─── EXTRACTED MATERIAL ───

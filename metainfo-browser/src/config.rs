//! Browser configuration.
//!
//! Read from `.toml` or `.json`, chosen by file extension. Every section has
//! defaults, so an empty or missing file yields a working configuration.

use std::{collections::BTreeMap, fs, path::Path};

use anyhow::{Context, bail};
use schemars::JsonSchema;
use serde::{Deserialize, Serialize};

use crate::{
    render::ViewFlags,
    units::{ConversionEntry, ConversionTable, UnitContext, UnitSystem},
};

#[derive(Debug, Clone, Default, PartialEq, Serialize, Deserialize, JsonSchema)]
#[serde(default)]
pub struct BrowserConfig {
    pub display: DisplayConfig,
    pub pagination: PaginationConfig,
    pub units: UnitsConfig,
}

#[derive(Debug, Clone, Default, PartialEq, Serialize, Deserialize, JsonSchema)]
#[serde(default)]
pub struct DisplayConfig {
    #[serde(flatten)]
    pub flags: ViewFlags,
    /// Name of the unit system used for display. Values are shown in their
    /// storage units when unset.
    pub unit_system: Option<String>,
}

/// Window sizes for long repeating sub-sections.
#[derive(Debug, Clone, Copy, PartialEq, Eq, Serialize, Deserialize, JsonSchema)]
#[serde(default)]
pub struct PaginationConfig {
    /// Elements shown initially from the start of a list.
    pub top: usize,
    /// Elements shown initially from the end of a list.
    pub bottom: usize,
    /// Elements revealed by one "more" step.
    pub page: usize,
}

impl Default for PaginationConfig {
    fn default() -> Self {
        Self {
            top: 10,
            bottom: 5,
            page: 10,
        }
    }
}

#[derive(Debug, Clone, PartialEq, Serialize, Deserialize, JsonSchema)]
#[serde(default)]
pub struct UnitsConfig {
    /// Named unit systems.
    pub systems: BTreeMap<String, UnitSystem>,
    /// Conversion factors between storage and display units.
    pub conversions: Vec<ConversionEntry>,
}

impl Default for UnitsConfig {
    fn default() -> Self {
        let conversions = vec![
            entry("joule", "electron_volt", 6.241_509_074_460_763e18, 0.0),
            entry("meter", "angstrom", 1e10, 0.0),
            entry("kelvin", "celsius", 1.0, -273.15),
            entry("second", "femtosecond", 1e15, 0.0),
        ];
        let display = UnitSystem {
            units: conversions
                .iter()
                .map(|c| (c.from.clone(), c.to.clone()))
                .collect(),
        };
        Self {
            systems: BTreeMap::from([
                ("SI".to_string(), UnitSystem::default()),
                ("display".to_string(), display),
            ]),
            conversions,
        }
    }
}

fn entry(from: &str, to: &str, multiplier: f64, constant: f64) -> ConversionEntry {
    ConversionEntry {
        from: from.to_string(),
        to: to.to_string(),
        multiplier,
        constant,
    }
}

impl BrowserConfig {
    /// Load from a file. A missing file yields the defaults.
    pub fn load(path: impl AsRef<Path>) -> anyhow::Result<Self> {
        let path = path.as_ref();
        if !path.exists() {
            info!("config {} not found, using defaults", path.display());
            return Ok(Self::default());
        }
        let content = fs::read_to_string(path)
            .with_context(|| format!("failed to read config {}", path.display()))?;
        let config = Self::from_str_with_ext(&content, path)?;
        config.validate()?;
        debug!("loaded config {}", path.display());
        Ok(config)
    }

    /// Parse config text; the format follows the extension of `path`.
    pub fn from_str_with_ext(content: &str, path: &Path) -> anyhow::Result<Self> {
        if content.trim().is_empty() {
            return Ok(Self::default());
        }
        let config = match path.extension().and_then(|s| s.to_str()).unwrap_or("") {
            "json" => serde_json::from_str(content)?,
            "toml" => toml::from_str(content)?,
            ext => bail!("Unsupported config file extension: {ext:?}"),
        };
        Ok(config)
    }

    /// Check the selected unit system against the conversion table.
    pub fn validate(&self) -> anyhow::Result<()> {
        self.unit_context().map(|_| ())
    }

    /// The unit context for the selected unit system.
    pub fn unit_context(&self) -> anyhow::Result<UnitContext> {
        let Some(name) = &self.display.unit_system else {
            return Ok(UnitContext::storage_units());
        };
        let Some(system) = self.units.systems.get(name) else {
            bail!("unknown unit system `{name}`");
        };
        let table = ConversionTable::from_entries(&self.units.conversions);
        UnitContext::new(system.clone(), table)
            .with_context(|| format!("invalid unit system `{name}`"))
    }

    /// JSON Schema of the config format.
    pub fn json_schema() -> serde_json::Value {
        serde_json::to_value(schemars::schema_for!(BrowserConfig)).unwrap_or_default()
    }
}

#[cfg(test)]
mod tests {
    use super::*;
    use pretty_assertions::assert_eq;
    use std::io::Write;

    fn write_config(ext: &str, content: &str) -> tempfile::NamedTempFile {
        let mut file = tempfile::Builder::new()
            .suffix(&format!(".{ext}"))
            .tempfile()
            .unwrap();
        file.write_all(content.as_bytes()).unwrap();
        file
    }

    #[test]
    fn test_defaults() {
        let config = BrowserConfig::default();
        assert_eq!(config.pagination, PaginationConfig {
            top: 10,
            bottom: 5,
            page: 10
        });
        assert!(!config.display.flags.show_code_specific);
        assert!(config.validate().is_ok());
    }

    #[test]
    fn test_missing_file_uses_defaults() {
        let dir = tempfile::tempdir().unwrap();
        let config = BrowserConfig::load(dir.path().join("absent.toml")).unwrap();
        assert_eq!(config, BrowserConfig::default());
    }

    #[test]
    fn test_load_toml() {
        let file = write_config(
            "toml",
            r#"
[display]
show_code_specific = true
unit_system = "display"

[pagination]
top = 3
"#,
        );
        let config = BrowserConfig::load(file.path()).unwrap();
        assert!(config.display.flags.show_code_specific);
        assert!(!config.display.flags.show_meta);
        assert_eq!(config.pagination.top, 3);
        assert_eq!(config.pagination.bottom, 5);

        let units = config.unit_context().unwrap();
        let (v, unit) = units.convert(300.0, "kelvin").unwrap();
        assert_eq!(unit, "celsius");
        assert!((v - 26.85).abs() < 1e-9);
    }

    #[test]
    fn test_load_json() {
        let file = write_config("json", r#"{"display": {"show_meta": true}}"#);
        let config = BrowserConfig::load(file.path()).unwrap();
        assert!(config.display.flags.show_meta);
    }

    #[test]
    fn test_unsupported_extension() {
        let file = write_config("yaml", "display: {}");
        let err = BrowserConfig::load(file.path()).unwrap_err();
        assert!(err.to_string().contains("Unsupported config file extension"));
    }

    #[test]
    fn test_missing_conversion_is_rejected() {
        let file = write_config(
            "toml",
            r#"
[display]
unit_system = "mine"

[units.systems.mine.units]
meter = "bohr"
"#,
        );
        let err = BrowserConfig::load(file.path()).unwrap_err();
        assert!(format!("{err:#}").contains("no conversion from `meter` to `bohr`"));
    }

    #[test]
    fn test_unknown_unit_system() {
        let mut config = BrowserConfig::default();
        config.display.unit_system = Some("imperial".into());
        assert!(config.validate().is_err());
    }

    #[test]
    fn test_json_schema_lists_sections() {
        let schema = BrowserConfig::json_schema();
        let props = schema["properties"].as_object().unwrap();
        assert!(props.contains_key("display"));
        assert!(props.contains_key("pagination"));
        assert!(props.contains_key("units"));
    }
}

───

**REQUIREMENT**.
Nothing may be dropped or altered. Copy every line above.

**ANSWER**.
filename metainfo-browser/src/config.rs
//! Browser configuration.
//!
//! Read from `.toml` or `.json`, chosen by file extension. Every section has
//! defaults, so an empty or missing file yields a working configuration.

use std::{collections::BTreeMap, fs, path::Path};

use anyhow::{Context, bail};
use schemars::JsonSchema;
use serde::{Deserialize, Serialize};

use crate::{
    render::ViewFlags,
    units::{ConversionEntry, ConversionTable, UnitContext, UnitSystem},
};

#[derive(Debug, Clone, Default, PartialEq, Serialize, Deserialize, JsonSchema)]
#[serde(default)]
pub struct BrowserConfig {
    pub display: DisplayConfig,
    pub pagination: PaginationConfig,
    pub units: UnitsConfig,
}

#[derive(Debug, Clone, Default, PartialEq, Serialize, Deserialize, JsonSchema)]
#[serde(default)]
pub struct DisplayConfig {
    #[serde(flatten)]
    pub flags: ViewFlags,
    /// Name of the unit system used for display. Values are shown in their
    /// storage units when unset.
    pub unit_system: Option<String>,
}

/// Window sizes for long repeating sub-sections.
#[derive(Debug, Clone, Copy, PartialEq, Eq, Serialize, Deserialize, JsonSchema)]
#[serde(default)]
pub struct PaginationConfig {
    /// Elements shown initially from the start of a list.
    pub top: usize,
    /// Elements shown initially from the end of a list.
    pub bottom: usize,
    /// Elements revealed by one "more" step.
    pub page: usize,
}

impl Default for PaginationConfig {
    fn default() -> Self {
        Self {
            top: 10,
            bottom: 5,
            page: 10,
        }
    }
}

#[derive(Debug, Clone, PartialEq, Serialize, Deserialize, JsonSchema)]
#[serde(default)]
pub struct UnitsConfig {
    /// Named unit systems.
    pub systems: BTreeMap<String, UnitSystem>,
    /// Conversion factors between storage and display units.
    pub conversions: Vec<ConversionEntry>,
}

impl Default for UnitsConfig {
    fn default() -> Self {
        let conversions = vec![
            entry("joule", "electron_volt", 6.241_509_074_460_763e18, 0.0),
            entry("meter", "angstrom", 1e10, 0.0),
            entry("kelvin", "celsius", 1.0, -273.15),
            entry("second", "femtosecond", 1e15, 0.0),
        ];
        let display = UnitSystem {
            units: conversions
                .iter()
                .map(|c| (c.from.clone(), c.to.clone()))
                .collect(),
        };
        Self {
            systems: BTreeMap::from([
                ("SI".to_string(), UnitSystem::default()),
                ("display".to_string(), display),
            ]),
            conversions,
        }
    }
}

fn entry(from: &str, to: &str, multiplier: f64, constant: f64) -> ConversionEntry {
    ConversionEntry {
        from: from.to_string(),
        to: to.to_string(),
        multiplier,
        constant,
    }
}

impl BrowserConfig {
    /// Load from a file. A missing file yields the defaults.
    pub fn load(path: impl AsRef<Path>) -> anyhow::Result<Self> {
        let path = path.as_ref();
        if !path.exists() {
            info!("config {} not found, using defaults", path.display());
            return Ok(Self::default());
        }
        let content = fs::read_to_string(path)
            .with_context(|| format!("failed to read config {}", path.display()))?;
        let config = Self::from_str_with_ext(&content, path)?;
        config.validate()?;
        debug!("loaded config {}", path.display());
        Ok(config)
    }

    /// Parse config text; the format follows the extension of `path`.
    pub fn from_str_with_ext(content: &str, path: &Path) -> anyhow::Result<Self> {
        if content.trim().is_empty() {
            return Ok(Self::default());
        }
        let config = match path.extension().and_then(|s| s.to_str()).unwrap_or("") {
            "json" => serde_json::from_str(content)?,
            "toml" => toml::from_str(content)?,
            ext => bail!("Unsupported config file extension: {ext:?}"),
        };
        Ok(config)
    }

    /// Check the selected unit system against the conversion table.
    pub fn validate(&self) -> anyhow::Result<()> {
        self.unit_context().map(|_| ())
    }

    /// The unit context for the selected unit system.
    pub fn unit_context(&self) -> anyhow::Result<UnitContext> {
        let Some(name) = &self.display.unit_system else {
            return Ok(UnitContext::storage_units());
        };
        let Some(system) = self.units.systems.get(name) else {
            bail!("unknown unit system `{name}`");
        };
        let table = ConversionTable::from_entries(&self.units.conversions);
        UnitContext::new(system.clone(), table)
            .with_context(|| format!("invalid unit system `{name}`"))
    }

    /// JSON Schema of the config format.
    pub fn json_schema() -> serde_json::Value {
        serde_json::to_value(schemars::schema_for!(BrowserConfig)).unwrap_or_default()
    }
}

#[cfg(test)]
mod tests {
    use super::*;
    use pretty_assertions::assert_eq;
    use std::io::Write;

    fn write_config(ext: &str, content: &str) -> tempfile::NamedTempFile {
        let mut file = tempfile::Builder::new()
            .suffix(&format!(".{ext}"))
            .tempfile()
            .unwrap();
        file.write_all(content.as_bytes()).unwrap();
        file
    }

    #[test]
    fn test_defaults() {
        let config = BrowserConfig::default();
        assert_eq!(config.pagination, PaginationConfig {
            top: 10,
            bottom: 5,
            page: 10
        });
        assert!(!config.display.flags.show_code_specific);
        assert!(config.validate().is_ok());
    }

    #[test]
    fn test_missing_file_uses_defaults() {
        let dir = tempfile::tempdir().unwrap();
        let config = BrowserConfig::load(dir.path().join("absent.toml")).unwrap();
        assert_eq!(config, BrowserConfig::default());
    }

    #[test]
    fn test_load_toml() {
        let file = write_config(
            "toml",
            r#"
[display]
show_code_specific = true
unit_system = "display"

[pagination]
top = 3
"#,
        );
        let config = BrowserConfig::load(file.path()).unwrap();
        assert!(config.display.flags.show_code_specific);
        assert!(!config.display.flags.show_meta);
        assert_eq!(config.pagination.top, 3);
        assert_eq!(config.pagination.bottom, 5);

        let units = config.unit_context().unwrap();
        let (v, unit) = units.convert(300.0, "kelvin").unwrap();
        assert_eq!(unit, "celsius");
        assert!((v - 26.85).abs() < 1e-9);
    }

    #[test]
    fn test_load_json() {
        let file = write_config("json", r#"{"display": {"show_meta": true}}"#);
        let config = BrowserConfig::load(file.path()).unwrap();
        assert!(config.display.flags.show_meta);
    }

    #[test]
    fn test_unsupported_extension() {
        let file = write_config("yaml", "display: {}");
        let err = BrowserConfig::load(file.path()).unwrap_err();
        assert!(err.to_string().contains("Unsupported config file extension"));
    }

    #[test]
    fn test_missing_conversion_is_rejected() {
        let file = write_config(
            "toml",
            r#"
[display]
unit_system = "mine"

[units.systems.mine.units]
meter = "bohr"
"#,
        );
        let err = BrowserConfig::load(file.path()).unwrap_err();
        assert!(format!("{err:#}").contains("no conversion from `meter` to `bohr`"));
    }

    #[test]
    fn test_unknown_unit_system() {
        let mut config = BrowserConfig::default();
        config.display.unit_system = Some("imperial".into());
        assert!(config.validate().is_err());
    }

    #[test]
    fn test_json_schema_lists_sections() {
        let schema = BrowserConfig::json_schema();
        let props = schema["properties"].as_object().unwrap();
        assert!(props.contains_key("display"));
        assert!(props.contains_key("pagination"));
        assert!(props.contains_key("units"));
    }
}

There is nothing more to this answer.